— EXERCISE AIM —
Copy every line of the entries that has the string "Mutex" in it.

Segment Open

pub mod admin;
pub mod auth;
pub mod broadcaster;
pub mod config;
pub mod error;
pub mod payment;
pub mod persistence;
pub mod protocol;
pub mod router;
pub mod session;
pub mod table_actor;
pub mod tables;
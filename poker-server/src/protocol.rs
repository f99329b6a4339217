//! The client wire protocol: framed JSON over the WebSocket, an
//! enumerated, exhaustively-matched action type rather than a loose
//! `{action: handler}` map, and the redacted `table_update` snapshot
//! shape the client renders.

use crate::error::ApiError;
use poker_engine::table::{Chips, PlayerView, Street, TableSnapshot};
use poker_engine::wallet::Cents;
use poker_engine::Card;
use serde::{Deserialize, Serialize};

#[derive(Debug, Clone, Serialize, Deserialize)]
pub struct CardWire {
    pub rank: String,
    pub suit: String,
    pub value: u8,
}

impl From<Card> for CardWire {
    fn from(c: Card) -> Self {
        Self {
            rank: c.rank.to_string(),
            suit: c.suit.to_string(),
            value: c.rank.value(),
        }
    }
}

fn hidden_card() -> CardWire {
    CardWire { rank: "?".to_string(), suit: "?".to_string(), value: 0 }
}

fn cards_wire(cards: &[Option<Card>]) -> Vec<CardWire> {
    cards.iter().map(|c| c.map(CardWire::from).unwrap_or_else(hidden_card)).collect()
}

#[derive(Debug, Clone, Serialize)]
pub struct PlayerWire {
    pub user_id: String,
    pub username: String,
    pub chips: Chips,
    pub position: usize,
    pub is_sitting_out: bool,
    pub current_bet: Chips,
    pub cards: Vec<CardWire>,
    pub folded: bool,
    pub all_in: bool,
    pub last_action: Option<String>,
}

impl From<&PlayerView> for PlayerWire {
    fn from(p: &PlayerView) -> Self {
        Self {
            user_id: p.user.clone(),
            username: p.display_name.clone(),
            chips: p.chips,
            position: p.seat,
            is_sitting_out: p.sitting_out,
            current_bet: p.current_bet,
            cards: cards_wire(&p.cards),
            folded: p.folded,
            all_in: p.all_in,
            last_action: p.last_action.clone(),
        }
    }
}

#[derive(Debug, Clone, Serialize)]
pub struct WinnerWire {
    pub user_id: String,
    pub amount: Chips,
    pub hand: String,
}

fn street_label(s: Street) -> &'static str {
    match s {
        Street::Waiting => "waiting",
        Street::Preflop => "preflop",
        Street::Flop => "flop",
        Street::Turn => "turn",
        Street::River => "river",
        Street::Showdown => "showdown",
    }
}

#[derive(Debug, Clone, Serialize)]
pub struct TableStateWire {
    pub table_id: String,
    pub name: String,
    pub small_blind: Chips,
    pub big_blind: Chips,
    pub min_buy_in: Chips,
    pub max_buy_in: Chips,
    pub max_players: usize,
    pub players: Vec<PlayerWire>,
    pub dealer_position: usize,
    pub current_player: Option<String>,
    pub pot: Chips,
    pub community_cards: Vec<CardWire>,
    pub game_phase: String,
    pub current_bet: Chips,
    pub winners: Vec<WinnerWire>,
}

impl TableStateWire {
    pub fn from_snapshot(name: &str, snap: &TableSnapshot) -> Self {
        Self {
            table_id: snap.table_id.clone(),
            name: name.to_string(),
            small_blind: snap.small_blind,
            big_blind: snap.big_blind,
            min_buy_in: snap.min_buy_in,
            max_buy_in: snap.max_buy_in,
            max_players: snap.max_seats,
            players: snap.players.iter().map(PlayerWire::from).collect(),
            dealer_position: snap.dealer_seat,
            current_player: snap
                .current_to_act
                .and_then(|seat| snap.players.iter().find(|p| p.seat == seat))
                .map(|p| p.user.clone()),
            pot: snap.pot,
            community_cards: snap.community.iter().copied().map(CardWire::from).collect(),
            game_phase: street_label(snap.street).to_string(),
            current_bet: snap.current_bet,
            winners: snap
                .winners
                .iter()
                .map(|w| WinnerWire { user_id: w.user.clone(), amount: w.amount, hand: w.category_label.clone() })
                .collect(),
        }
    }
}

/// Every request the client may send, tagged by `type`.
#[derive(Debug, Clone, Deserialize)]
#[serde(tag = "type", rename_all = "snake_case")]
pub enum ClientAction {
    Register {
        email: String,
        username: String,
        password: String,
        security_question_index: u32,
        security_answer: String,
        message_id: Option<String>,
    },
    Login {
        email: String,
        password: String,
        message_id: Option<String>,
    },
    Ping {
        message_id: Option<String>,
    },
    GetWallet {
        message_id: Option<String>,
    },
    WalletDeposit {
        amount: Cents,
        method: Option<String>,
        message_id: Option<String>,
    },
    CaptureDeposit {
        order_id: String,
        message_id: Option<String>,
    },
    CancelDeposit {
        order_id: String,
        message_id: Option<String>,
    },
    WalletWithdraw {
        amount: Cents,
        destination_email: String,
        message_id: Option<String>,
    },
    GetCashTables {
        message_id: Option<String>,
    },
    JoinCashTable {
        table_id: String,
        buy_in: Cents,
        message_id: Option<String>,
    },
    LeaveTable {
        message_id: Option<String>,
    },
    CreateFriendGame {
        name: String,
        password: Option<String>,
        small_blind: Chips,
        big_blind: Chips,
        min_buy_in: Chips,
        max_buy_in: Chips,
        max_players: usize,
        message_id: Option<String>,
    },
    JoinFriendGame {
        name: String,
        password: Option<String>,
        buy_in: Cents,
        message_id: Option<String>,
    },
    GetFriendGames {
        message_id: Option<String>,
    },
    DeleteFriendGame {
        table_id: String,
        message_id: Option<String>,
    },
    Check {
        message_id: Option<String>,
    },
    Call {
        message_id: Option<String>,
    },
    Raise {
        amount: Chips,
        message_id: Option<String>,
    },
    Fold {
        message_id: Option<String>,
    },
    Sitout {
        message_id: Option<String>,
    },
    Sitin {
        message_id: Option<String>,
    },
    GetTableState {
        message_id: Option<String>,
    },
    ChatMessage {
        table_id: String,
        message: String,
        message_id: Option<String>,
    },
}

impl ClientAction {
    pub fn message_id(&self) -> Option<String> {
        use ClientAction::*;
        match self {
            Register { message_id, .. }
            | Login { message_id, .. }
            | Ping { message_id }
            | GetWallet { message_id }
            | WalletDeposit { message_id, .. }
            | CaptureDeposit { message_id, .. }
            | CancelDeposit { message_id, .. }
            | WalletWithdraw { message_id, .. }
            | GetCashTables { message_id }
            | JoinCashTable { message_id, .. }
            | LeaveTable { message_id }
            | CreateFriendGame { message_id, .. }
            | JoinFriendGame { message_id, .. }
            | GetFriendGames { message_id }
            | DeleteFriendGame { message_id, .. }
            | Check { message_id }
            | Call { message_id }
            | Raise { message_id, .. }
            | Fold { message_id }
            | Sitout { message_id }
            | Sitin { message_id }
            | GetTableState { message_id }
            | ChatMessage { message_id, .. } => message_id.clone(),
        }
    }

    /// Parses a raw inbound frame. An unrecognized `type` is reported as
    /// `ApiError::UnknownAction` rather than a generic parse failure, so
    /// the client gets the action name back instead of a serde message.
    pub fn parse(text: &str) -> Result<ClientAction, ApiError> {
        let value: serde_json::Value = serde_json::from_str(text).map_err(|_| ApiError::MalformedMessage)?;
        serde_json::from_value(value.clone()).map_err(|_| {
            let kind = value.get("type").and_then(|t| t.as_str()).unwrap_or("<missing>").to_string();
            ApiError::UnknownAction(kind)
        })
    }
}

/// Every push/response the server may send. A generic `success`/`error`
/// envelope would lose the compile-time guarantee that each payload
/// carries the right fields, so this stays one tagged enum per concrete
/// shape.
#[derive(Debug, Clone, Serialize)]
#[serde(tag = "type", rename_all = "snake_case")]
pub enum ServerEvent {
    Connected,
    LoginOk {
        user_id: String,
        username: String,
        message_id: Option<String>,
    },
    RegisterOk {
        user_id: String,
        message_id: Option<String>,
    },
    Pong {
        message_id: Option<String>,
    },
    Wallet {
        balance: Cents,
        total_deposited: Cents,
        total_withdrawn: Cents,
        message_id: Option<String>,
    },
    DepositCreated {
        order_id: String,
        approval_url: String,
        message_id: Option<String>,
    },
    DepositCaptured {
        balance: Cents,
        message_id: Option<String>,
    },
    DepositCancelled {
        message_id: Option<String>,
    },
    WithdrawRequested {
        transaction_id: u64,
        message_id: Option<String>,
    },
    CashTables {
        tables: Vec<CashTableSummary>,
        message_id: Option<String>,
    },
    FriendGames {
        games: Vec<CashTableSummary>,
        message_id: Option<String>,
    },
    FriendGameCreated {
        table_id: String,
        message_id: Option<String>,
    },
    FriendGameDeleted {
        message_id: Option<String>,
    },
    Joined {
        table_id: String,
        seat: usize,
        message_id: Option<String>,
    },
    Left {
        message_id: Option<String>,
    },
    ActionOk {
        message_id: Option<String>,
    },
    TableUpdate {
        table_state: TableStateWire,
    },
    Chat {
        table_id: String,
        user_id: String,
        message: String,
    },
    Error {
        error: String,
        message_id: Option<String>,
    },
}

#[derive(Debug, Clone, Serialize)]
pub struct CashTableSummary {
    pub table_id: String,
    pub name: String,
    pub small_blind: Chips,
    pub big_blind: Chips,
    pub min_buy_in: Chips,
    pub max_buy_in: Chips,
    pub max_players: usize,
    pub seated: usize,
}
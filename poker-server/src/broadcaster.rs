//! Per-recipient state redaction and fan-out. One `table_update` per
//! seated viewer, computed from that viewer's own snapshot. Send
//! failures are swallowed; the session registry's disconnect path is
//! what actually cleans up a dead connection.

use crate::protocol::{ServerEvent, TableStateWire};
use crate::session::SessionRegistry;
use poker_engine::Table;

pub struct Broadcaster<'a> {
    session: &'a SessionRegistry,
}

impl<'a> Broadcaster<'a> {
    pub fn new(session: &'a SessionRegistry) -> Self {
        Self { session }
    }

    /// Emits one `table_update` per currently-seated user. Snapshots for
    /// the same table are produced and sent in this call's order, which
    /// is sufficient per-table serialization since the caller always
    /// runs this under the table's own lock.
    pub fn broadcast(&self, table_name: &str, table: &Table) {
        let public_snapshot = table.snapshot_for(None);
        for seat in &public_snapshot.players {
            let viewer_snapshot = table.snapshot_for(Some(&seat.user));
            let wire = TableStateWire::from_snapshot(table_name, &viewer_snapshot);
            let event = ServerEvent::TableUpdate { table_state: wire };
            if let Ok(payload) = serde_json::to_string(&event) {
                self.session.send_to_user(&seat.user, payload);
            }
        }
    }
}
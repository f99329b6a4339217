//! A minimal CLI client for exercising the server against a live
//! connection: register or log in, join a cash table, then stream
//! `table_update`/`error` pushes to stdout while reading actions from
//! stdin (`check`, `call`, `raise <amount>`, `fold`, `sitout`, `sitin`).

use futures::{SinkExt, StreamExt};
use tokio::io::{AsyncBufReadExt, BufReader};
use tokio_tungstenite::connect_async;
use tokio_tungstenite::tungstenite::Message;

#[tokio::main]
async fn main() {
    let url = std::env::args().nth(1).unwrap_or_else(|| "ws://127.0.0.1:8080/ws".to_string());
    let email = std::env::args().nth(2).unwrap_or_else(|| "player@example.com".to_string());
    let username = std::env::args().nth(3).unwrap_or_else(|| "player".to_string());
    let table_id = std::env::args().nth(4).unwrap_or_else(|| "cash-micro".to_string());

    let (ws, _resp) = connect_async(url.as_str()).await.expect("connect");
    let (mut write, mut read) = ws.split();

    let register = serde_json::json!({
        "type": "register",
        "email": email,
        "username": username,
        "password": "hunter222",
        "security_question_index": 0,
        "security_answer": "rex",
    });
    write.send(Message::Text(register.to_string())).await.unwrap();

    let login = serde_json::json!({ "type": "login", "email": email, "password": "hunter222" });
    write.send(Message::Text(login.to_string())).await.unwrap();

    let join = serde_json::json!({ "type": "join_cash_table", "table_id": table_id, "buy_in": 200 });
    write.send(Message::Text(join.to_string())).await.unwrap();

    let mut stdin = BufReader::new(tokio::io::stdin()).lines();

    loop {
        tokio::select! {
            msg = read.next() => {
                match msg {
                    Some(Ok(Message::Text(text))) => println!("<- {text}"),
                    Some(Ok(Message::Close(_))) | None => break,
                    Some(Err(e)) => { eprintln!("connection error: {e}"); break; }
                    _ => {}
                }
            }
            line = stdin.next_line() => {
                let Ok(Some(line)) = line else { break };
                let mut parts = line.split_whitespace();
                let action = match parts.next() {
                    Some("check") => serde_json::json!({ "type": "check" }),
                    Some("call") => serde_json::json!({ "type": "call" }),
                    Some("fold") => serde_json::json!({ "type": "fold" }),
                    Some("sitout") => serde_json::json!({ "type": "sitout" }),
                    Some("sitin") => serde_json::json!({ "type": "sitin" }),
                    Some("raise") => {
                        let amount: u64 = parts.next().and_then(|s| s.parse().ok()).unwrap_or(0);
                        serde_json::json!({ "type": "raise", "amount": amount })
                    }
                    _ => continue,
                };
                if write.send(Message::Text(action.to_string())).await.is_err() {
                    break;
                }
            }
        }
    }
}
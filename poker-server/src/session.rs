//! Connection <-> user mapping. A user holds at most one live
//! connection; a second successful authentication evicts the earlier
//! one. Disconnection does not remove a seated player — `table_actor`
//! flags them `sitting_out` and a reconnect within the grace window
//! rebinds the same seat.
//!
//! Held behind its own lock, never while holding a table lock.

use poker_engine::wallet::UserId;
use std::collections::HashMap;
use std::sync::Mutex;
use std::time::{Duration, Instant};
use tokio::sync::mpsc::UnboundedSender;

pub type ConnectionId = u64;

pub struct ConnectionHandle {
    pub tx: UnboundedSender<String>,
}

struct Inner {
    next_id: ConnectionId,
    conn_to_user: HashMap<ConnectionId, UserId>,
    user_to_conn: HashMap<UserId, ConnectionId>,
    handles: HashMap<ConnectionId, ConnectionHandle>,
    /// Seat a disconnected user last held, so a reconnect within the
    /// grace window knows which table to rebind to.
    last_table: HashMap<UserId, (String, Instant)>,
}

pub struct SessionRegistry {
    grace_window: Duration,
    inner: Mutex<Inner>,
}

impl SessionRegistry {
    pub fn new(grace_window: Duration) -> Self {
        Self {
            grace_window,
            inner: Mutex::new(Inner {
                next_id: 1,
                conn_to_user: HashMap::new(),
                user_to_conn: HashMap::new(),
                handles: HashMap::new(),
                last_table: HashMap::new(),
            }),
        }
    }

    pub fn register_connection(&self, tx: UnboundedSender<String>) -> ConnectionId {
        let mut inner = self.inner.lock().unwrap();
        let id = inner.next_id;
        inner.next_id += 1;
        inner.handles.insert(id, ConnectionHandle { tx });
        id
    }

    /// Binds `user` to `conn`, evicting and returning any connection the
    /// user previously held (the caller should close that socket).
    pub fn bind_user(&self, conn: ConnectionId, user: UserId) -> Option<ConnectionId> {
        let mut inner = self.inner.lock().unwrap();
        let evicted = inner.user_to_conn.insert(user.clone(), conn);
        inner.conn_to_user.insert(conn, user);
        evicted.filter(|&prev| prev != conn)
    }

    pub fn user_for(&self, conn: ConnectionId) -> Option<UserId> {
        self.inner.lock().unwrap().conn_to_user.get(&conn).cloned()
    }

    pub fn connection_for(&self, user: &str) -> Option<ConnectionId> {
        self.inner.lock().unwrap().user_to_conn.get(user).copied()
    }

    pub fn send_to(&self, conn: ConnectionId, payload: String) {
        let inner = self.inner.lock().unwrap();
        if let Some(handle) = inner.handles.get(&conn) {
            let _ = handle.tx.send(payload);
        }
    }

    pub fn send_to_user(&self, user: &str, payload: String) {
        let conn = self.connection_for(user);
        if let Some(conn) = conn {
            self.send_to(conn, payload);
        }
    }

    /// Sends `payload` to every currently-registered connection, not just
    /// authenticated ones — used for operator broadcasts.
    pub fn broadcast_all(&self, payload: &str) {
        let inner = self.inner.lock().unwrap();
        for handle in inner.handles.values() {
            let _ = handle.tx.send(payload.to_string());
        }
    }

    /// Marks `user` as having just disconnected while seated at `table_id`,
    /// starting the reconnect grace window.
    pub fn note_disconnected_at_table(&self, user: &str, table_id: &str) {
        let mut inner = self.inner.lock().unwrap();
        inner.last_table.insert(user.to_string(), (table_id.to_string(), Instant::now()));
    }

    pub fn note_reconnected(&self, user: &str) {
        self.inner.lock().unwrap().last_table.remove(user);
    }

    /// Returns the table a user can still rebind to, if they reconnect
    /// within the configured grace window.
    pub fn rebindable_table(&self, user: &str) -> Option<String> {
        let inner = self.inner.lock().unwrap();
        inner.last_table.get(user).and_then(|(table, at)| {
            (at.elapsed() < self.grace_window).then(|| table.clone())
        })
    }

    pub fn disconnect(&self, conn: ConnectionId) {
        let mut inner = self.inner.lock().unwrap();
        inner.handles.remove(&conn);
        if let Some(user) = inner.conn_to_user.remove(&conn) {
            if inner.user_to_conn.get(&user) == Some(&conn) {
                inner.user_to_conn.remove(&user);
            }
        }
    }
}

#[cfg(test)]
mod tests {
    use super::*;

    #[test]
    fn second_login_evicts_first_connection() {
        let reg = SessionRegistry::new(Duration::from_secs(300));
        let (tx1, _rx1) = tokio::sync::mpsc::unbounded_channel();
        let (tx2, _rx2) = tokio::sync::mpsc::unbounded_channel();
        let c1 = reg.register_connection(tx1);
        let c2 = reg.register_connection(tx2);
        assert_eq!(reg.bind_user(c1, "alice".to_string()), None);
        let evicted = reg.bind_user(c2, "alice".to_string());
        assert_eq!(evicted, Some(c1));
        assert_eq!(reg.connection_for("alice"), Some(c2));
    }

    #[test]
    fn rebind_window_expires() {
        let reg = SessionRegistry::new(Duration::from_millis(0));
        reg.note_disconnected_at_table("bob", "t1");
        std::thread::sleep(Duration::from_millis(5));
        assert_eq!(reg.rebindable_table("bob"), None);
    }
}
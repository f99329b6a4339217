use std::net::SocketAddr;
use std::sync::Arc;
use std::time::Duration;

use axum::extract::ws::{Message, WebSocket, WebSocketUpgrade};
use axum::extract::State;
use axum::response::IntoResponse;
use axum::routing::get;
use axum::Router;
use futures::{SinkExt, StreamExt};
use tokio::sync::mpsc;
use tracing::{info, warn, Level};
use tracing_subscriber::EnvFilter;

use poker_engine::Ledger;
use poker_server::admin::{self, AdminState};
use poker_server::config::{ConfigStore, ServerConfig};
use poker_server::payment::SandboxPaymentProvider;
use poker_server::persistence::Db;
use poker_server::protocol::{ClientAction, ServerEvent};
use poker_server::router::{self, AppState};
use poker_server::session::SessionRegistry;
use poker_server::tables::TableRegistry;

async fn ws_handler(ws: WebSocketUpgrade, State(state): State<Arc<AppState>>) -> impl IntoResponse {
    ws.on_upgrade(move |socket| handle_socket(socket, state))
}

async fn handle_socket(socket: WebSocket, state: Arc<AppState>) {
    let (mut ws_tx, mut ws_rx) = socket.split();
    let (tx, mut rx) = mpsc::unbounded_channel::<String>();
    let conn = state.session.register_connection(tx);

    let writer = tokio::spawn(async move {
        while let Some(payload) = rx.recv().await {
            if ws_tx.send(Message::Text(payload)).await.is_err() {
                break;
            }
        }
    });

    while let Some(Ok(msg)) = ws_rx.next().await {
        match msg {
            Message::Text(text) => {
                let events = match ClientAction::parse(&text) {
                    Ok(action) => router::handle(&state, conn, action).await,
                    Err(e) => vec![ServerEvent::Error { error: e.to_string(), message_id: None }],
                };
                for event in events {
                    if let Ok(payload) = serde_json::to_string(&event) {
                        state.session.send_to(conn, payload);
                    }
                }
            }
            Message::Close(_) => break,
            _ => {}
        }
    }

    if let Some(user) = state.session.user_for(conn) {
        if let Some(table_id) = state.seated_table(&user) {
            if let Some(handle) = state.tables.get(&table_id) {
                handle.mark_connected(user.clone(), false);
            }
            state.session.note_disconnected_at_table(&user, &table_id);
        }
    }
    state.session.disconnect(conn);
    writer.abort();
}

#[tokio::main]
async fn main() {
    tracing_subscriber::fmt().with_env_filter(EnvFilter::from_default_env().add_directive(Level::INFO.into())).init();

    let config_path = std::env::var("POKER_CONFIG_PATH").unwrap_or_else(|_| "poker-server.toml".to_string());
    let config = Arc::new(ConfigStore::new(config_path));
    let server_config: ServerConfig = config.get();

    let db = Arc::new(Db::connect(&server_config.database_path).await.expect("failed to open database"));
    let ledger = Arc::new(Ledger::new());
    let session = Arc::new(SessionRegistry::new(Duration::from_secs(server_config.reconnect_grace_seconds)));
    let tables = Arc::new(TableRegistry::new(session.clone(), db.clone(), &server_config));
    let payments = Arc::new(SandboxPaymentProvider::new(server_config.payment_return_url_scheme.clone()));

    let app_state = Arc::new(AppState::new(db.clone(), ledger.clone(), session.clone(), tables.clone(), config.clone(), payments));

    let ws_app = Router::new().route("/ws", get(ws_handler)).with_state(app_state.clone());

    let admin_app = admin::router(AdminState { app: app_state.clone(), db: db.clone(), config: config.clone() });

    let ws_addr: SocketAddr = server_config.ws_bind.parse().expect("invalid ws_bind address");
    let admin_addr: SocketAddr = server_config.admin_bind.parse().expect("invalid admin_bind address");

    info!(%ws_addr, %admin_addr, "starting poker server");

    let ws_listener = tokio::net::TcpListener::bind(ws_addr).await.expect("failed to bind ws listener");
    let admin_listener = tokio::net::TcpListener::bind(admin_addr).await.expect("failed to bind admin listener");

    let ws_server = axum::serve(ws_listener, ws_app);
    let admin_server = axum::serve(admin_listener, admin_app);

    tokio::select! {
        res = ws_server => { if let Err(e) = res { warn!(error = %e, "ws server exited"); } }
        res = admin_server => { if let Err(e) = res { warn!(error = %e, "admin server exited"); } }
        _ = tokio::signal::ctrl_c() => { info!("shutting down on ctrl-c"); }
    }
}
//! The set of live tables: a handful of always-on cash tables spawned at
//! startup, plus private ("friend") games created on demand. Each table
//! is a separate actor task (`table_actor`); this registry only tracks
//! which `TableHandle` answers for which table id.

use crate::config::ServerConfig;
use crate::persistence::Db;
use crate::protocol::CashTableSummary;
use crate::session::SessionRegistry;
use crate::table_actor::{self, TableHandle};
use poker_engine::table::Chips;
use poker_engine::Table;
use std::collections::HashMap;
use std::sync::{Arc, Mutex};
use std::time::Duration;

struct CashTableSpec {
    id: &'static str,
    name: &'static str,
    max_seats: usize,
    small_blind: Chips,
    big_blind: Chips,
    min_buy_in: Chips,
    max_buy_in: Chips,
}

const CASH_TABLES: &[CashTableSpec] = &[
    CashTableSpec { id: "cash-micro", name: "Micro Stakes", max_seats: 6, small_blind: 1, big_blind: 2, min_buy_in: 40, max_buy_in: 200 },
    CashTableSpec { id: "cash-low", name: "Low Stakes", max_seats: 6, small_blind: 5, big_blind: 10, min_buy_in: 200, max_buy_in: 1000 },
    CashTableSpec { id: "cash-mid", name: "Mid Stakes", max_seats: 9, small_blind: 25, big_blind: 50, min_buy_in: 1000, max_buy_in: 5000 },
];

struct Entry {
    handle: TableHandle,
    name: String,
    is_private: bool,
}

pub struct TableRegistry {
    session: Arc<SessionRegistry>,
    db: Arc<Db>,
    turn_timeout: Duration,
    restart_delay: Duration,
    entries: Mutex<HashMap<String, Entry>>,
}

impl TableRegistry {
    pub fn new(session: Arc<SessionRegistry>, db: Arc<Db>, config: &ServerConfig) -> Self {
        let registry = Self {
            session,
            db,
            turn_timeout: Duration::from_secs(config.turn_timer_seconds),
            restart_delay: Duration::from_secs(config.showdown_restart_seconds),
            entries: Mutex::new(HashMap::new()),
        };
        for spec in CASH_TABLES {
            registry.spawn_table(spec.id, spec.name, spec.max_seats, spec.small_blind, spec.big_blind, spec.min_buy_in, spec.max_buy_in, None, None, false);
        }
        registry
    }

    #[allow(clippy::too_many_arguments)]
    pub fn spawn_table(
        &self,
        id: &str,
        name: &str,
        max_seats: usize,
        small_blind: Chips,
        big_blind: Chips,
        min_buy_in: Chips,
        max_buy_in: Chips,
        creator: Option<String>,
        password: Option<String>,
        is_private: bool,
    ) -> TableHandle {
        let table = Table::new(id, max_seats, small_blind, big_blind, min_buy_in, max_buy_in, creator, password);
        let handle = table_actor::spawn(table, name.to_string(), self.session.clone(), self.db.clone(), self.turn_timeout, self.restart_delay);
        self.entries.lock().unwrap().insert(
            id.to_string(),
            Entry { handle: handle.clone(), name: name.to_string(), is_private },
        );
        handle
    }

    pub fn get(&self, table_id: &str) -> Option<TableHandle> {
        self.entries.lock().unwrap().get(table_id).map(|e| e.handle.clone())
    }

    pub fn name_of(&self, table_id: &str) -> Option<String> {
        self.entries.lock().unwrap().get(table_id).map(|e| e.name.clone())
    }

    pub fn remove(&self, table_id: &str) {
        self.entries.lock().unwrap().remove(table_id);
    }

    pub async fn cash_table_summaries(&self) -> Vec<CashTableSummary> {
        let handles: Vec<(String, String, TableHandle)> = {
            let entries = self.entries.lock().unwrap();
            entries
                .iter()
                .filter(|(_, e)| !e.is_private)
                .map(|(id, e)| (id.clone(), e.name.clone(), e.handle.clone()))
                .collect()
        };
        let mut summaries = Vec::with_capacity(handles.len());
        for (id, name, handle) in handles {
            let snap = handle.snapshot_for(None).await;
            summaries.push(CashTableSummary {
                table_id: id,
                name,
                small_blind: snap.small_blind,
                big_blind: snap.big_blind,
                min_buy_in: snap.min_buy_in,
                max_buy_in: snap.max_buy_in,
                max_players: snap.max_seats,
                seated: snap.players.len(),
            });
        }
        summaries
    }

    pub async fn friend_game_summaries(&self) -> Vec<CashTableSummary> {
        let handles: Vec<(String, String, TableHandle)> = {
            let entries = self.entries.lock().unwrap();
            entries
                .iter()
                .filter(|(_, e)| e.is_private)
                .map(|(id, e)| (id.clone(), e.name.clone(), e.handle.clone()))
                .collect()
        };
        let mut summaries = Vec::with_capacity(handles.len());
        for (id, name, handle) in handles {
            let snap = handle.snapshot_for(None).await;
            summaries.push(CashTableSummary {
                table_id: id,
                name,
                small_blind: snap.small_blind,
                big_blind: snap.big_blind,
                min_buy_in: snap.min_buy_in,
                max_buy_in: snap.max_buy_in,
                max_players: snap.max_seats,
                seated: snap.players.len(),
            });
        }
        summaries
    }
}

Segment Closed

— PROBLEM SOLUTION —
use std::sync::Mutex;
    inner: Mutex<Inner>,
            inner: Mutex::new(Inner {
use std::sync::{Arc, Mutex};
    entries: Mutex<HashMap<String, Entry>>,
            entries: Mutex::new(HashMap::new()),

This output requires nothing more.